The Little Yogis


Today the whole world is overwhelmed by COVID-19. Experts are busy studying the nature of the virus and making advances in developing vaccination and antibiotics or other chemical medicines to destroy it.

Surely this has forced irreversible impacts on our lives, being in a state of constant fear, and being locked down is new normal. We usually don’t think of these influences as stressful for our kids, but often they are. Our children live in a hurry-up world of busy parents, school pressures, incessant lessons, video games, online assignments, etc. We keep hearing the problems in kids like insomnia, anger, low self-esteem, impulsivity, weak eyesight, hormonal imbalance, obesity, asthma, gadget addiction, Attention Deficit Hyperactivity Disorder (ADHD), back issues, and many more. Adding to all this, children are locked in houses, especially in metro cities with cramped spaces of compact multistory apartments. They are anxious to vent out, play with their friends.

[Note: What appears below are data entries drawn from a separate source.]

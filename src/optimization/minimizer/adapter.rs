//! Adapter that exposes a plain objective closure as an `argmin` problem.
//!
//! The closure `f(θ) -> OptResult<Cost>` is the cost itself; no sign flip
//! happens here. Gradients are always finite differences of the cost, since
//! objectives reaching this layer are black boxes (and frequently stochastic).
use std::cell::RefCell;

use crate::optimization::{
    errors::{OptError, OptResult},
    minimizer::{
        types::{Cost, Grad, Theta},
        validation::validate_grad,
    },
};
use argmin::core::{CostFunction, Error, Gradient};
use finitediff::FiniteDiff;

/// Bridges an objective closure to `argmin`'s `CostFunction` and `Gradient`.
///
/// - `CostFunction::cost` returns `f(θ)` and rejects non-finite values.
/// - `Gradient::gradient` returns a central-difference gradient of the cost.
///   A failed stencil evaluation is returned as is, never re-sampled.
pub struct ObjectiveAdapter<'a, F>
where
    F: Fn(&Theta) -> OptResult<Cost>,
{
    pub f: &'a F,
}

impl<'a, F> ObjectiveAdapter<'a, F>
where
    F: Fn(&Theta) -> OptResult<Cost>,
{
    /// Construct a new adapter over an objective closure.
    pub fn new(f: &'a F) -> Self {
        Self { f }
    }
}

impl<F> CostFunction for ObjectiveAdapter<'_, F>
where
    F: Fn(&Theta) -> OptResult<Cost>,
{
    type Param = Theta;
    type Output = Cost;

    /// Evaluate the cost `f(θ)`.
    ///
    /// # Errors
    /// - Propagates any `OptError` from the objective via `?`.
    /// - Returns `NonFiniteCost` if the value is `NaN` or infinite.
    fn cost(&self, theta: &Self::Param) -> Result<Self::Output, Error> {
        let output = (self.f)(theta)?;
        if !output.is_finite() {
            return Err((OptError::NonFiniteCost { value: output }).into());
        }
        Ok(output)
    }
}

impl<F> Gradient for ObjectiveAdapter<'_, F>
where
    F: Fn(&Theta) -> OptResult<Cost>,
{
    type Param = Theta;
    type Gradient = Grad;

    /// Central-difference gradient of the cost at `θ`.
    ///
    /// The FD closure must return `f64`, so the first failed evaluation is
    /// parked in `closure_err` and the closure returns `NaN`. That error is
    /// surfaced once the stencil completes.
    ///
    /// # Errors
    /// - The first objective error hit by the stencil.
    /// - `InvalidGradient` if the differences are not finite.
    fn gradient(&self, theta: &Self::Param) -> Result<Self::Gradient, Error> {
        let closure_err: RefCell<Option<Error>> = RefCell::new(None);
        let cost_func = |theta: &Theta| -> f64 {
            match self.cost(theta) {
                Ok(val) => val,
                Err(e) => {
                    let mut slot = closure_err.borrow_mut();
                    if slot.is_none() {
                        *slot = Some(e);
                    }
                    f64::NAN
                }
            }
        };
        let fd_grad = theta.central_diff(&cost_func);
        if let Some(err) = closure_err.take() {
            return Err(err);
        }
        validate_grad(&fd_grad, theta.len())?;
        Ok(fd_grad)
    }
}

Prevailing conditions have complicated already burdened life of kids.

Yoga-The ultimate life hack

While it is a well known and oft-repeated fact that Yoga is beneficial for adults, why not expose our kids. Yoga helps the kids to learn different ways to relax and quieten the mind. This helps them prepare for the next school year ahead.

Yoga for Children, really?

When it comes to Yoga, generally we think of some funny spine breaking postures and maybe spiritual pursuits. All this is naturally, beyond understanding the level of children. However, it is important to realize that Yoga is a way of life- You can lay down a healthy base for your young one at an early age this helps him/her to take advantage of holistic health goal early in life. With very little effort we can offer our children the tools they need to maintain emotional balance. Consider filling your child’s emotional backpack with solutions and techniques they can use for stress management and relaxation. Kids can become active participants in creating their own healthy, calm lives.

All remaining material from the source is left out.